Oil services company, Baker Hughes Inc, said last week that energy firms pulled another seven rigs from U.S. oil fields, which is the highest number since May. As oil prices have rebounded, the market has been expecting that the decrease in the number of rigs would stop but refiners still continued to cut the number. Last week was already the 27th consecutive weekly decline ending up with the total of 635 rigs, the lowest number since summer 2010. Only one rig was added last week, in the Granite Wash located in Oklahoma and the Texas Panhandle.
At the same time, the Organization of the Petroleum Exporting Countries (OPEC) kept its production at 30 million barrels per day with Iran and Saudi Arabia producing at their near record levels. The cartel is trying to keep oil prices low to prop up global crude demand growth while retaining their market share by crowding out more expensive refiners, such as American producers. Despite the ongoing criticism, the OPEC policy has been effective as world oil demand is going up while supply is slowing down.
As a result, many American oil companies have been forced to downsize and idle about half of the country’s active rigs since last October when their number peaked at more than 1,600. U.S. crude futures went down by 60 percent from more than $107 a barrel last summer to about $42 in March due to oversupply. However, since oil prices returned to about $60 in May, U.S. producers started producing in some of the country’s biggest fields. According to industry sources, many Texas sites have been experiencing a piecemeal recovery in drilling activity, while the idling of rigs in eastern New Mexico and West Texas is expected to be bottoming out.

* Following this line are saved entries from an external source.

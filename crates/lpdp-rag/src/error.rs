//! Error types for the RAG assistant

use axum::{
    http::StatusCode,
    response::{IntoResponse, Response},
    Json,
};
use serde_json::json;
use thiserror::Error;

/// Result type alias for RAG operations
pub type Result<T> = std::result::Result<T, Error>;

/// Generic client-facing message for failures we do not describe further
pub const GENERIC_FAILURE: &str = "Terjadi kesalahan dalam memproses pertanyaan";

/// RAG assistant errors
#[derive(Debug, Error)]
pub enum Error {
    /// Question rejected by validation (empty, too long, off-domain)
    #[error("{0}")]
    InvalidInput(String),

    /// Session sent another question inside the cooldown window
    #[error("{0}")]
    RateLimited(String),

    /// An upstream adapter (LLM, vector index) is not initialized
    #[error("{0}")]
    ServiceUnavailable(String),

    /// Unexpected failure; the message is safe to show to clients
    #[error("{0}")]
    Internal(String),

    /// Configuration error
    #[error("Configuration error: {0}")]
    Config(String),

    /// File parsing error
    #[error("Failed to parse file '{filename}': {message}")]
    FileParse { filename: String, message: String },

    /// Unsupported file type
    #[error("Unsupported file type: {0}")]
    UnsupportedFileType(String),

    /// Embedding error
    #[error("Embedding generation failed: {0}")]
    Embedding(String),

    /// Vector index error
    #[error("Vector index error: {0}")]
    VectorDb(String),

    /// Chat completion error
    #[error("LLM error: {0}")]
    Llm(String),

    /// Session store error
    #[error("Session store error: {0}")]
    Session(String),

    /// IO error
    #[error("IO error: {0}")]
    Io(#[from] std::io::Error),

    /// JSON error
    #[error("JSON error: {0}")]
    Json(#[from] serde_json::Error),

    /// HTTP request error
    #[error("HTTP request error: {0}")]
    Http(#[from] reqwest::Error),

    /// SQLite error
    #[error("Database error: {0}")]
    Database(#[from] rusqlite::Error),
}

impl Error {
    /// Create a file parse error
    pub fn file_parse(filename: impl Into<String>, message: impl Into<String>) -> Self {
        Self::FileParse {
            filename: filename.into(),
            message: message.into(),
        }
    }

    /// Create an invalid input error
    pub fn invalid_input(message: impl Into<String>) -> Self {
        Self::InvalidInput(message.into())
    }

    /// Create a service unavailable error
    pub fn unavailable(message: impl Into<String>) -> Self {
        Self::ServiceUnavailable(message.into())
    }

    /// Create an internal error
    pub fn internal(message: impl Into<String>) -> Self {
        Self::Internal(message.into())
    }

    /// HTTP status for this error kind
    pub fn status_code(&self) -> StatusCode {
        match self {
            Error::InvalidInput(_) | Error::FileParse { .. } | Error::UnsupportedFileType(_) => {
                StatusCode::BAD_REQUEST
            }
            Error::RateLimited(_) => StatusCode::TOO_MANY_REQUESTS,
            Error::ServiceUnavailable(_) => StatusCode::SERVICE_UNAVAILABLE,
            _ => StatusCode::INTERNAL_SERVER_ERROR,
        }
    }

    /// Message that may be shown to the client
    pub fn client_message(&self) -> String {
        match self {
            Error::InvalidInput(msg)
            | Error::RateLimited(msg)
            | Error::ServiceUnavailable(msg)
            | Error::Internal(msg) => msg.clone(),
            Error::FileParse { filename, .. } => format!("Gagal memproses dokumen '{}'", filename),
            Error::UnsupportedFileType(ext) => format!("Tipe file tidak didukung: {}", ext),
            _ => GENERIC_FAILURE.to_string(),
        }
    }
}

impl IntoResponse for Error {
    fn into_response(self) -> Response {
        let status = self.status_code();
        if status.is_server_error() {
            tracing::error!("Request failed: {}", self);
        } else {
            tracing::debug!("Request rejected: {}", self);
        }

        let body = Json(json!({ "error": self.client_message() }));
        (status, body).into_response()
    }
}
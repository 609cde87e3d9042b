//! Application state for the RAG server

use std::sync::Arc;

use crate::config::RagConfig;
use crate::error::{Error, Result};
use crate::server::rate_limit::RateLimiter;
use crate::service::{RagService, SERVICE_UNAVAILABLE};

/// Shared application state
#[derive(Clone)]
pub struct AppState {
    inner: Arc<AppStateInner>,
}

struct AppStateInner {
    /// Configuration
    config: RagConfig,
    /// Assistant facade; absent when initialization failed
    service: Option<Arc<RagService>>,
    /// Cooldown between questions of one session
    rate_limiter: RateLimiter,
}

impl AppState {
    /// Build the service from configuration.
    ///
    /// A failed initialization is logged and the server still starts, so
    /// question routes answer 503 instead of the process exiting.
    pub fn new(config: RagConfig) -> Self {
        tracing::info!("Initializing RAG application state...");

        let service = match RagService::from_config(&config) {
            Ok(service) => {
                tracing::info!(
                    "RAG service ready (llm available: {})",
                    service.llm_available()
                );
                Some(Arc::new(service))
            }
            Err(e) => {
                tracing::error!("Failed to initialize RAG service: {}", e);
                None
            }
        };

        Self::with_service(config, service)
    }

    /// State around an already-built service
    pub fn with_service(config: RagConfig, service: Option<Arc<RagService>>) -> Self {
        let rate_limiter = RateLimiter::from_secs(config.validation.rate_limit_secs);
        Self {
            inner: Arc::new(AppStateInner {
                config,
                service,
                rate_limiter,
            }),
        }
    }

    pub fn config(&self) -> &RagConfig {
        &self.inner.config
    }

    pub fn service(&self) -> Option<&Arc<RagService>> {
        self.inner.service.as_ref()
    }

    /// The service, or `ServiceUnavailable`
    pub fn require_service(&self) -> Result<&Arc<RagService>> {
        self.service()
            .ok_or_else(|| Error::unavailable(SERVICE_UNAVAILABLE))
    }

    pub fn rate_limiter(&self) -> &RateLimiter {
        &self.inner.rate_limiter
    }

    /// Service initialized and a language model configured
    pub fn is_ready(&self) -> bool {
        self.service().map(|s| s.llm_available()).unwrap_or(false)
    }
}
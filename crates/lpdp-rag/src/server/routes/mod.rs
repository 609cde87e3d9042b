//! Routes for the RAG server

pub mod admin;
pub mod chat;

use axum::{
    extract::DefaultBodyLimit,
    response::Redirect,
    routing::{get, post},
    Router,
};

use crate::server::state::AppState;

/// Chat page and question endpoints
pub fn chat_routes() -> Router<AppState> {
    Router::new()
        .route("/", get(|| async { Redirect::temporary("/chat") }))
        .route("/chat", get(chat::chat_page).post(chat::ask))
        .route("/chat/history", get(chat::history))
        .route("/chat/clear", post(chat::clear))
}

/// Administrative endpoints, with a larger body limit for uploads
pub fn admin_routes(max_upload_size: usize) -> Router<AppState> {
    Router::new()
        .route("/admin/stats", get(admin::stats))
        .route(
            "/admin/upload",
            post(admin::upload).layer(DefaultBodyLimit::max(max_upload_size)),
        )
}
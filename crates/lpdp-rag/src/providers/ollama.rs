//! Ollama embedding provider

use async_trait::async_trait;
use reqwest::Client;
use serde::{Deserialize, Serialize};
use std::time::Duration;

use crate::config::EmbeddingConfig;
use crate::error::{Error, Result};

use super::embedding::EmbeddingProvider;
use super::retry_request;

/// Ollama embedding provider using paraphrase-multilingual or similar models
pub struct OllamaEmbedder {
    client: Client,
    config: EmbeddingConfig,
}

#[derive(Serialize)]
struct EmbedRequest<'a> {
    model: &'a str,
    prompt: &'a str,
}

#[derive(Deserialize)]
struct EmbedResponse {
    embedding: Vec<f32>,
}

impl OllamaEmbedder {
    /// Create a new Ollama embedder
    pub fn new(config: &EmbeddingConfig) -> Result<Self> {
        let client = Client::builder()
            .timeout(Duration::from_secs(config.timeout_secs))
            .pool_max_idle_per_host(5)
            .build()?;

        Ok(Self {
            client,
            config: config.clone(),
        })
    }

    /// Model used for embeddings
    pub fn model(&self) -> &str {
        &self.config.model
    }
}

#[async_trait]
impl EmbeddingProvider for OllamaEmbedder {
    async fn embed(&self, text: &str) -> Result<Vec<f32>> {
        let url = format!("{}/api/embeddings", self.config.base_url.trim_end_matches('/'));

        retry_request(self.config.max_retries, || {
            let builder = self.client.post(&url).json(&EmbedRequest {
                model: &self.config.model,
                prompt: text,
            });

            async move {
                let response = builder
                    .send()
                    .await
                    .map_err(|e| Error::Embedding(format!("Embedding request failed: {}", e)))?;

                if !response.status().is_success() {
                    return Err(Error::Embedding(format!(
                        "Embedding failed: HTTP {}",
                        response.status()
                    )));
                }

                let parsed: EmbedResponse = response.json().await.map_err(|e| {
                    Error::Embedding(format!("Failed to parse embedding response: {}", e))
                })?;

                if parsed.embedding.is_empty() {
                    return Err(Error::Embedding("Empty embedding returned".to_string()));
                }
                Ok(parsed.embedding)
            }
        })
        .await
    }

    fn dimensions(&self) -> usize {
        self.config.dimensions
    }

    fn name(&self) -> &str {
        "ollama"
    }
}
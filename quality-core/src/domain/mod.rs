pub mod configuration;
pub mod consistency;
pub mod context;
pub mod error;
pub mod expression;
pub mod record;
pub mod rules;
pub mod scoring;
pub mod uniqueness;
pub mod validation;

// Re-exports pratiques pour simplifier les imports ailleurs
pub use error::DomainError;
pub use record::ExposureRecord;
pub use rules::{BusinessRule, Exemption, QualityDimension, RuleParameter, RuleViolation, Severity};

Last week, American oil output was more than 9.6 million barrels a day, the highest production since the early 1970s. JBC Energy, the oil and gas market’s independent research centre, commented that “it seems the intense focus on rig counts has slacked off a bit during recent weeks as it is increasingly confirmed the significant decline in U.S. upstream activity is not having a dramatic impact on supply in the short term”.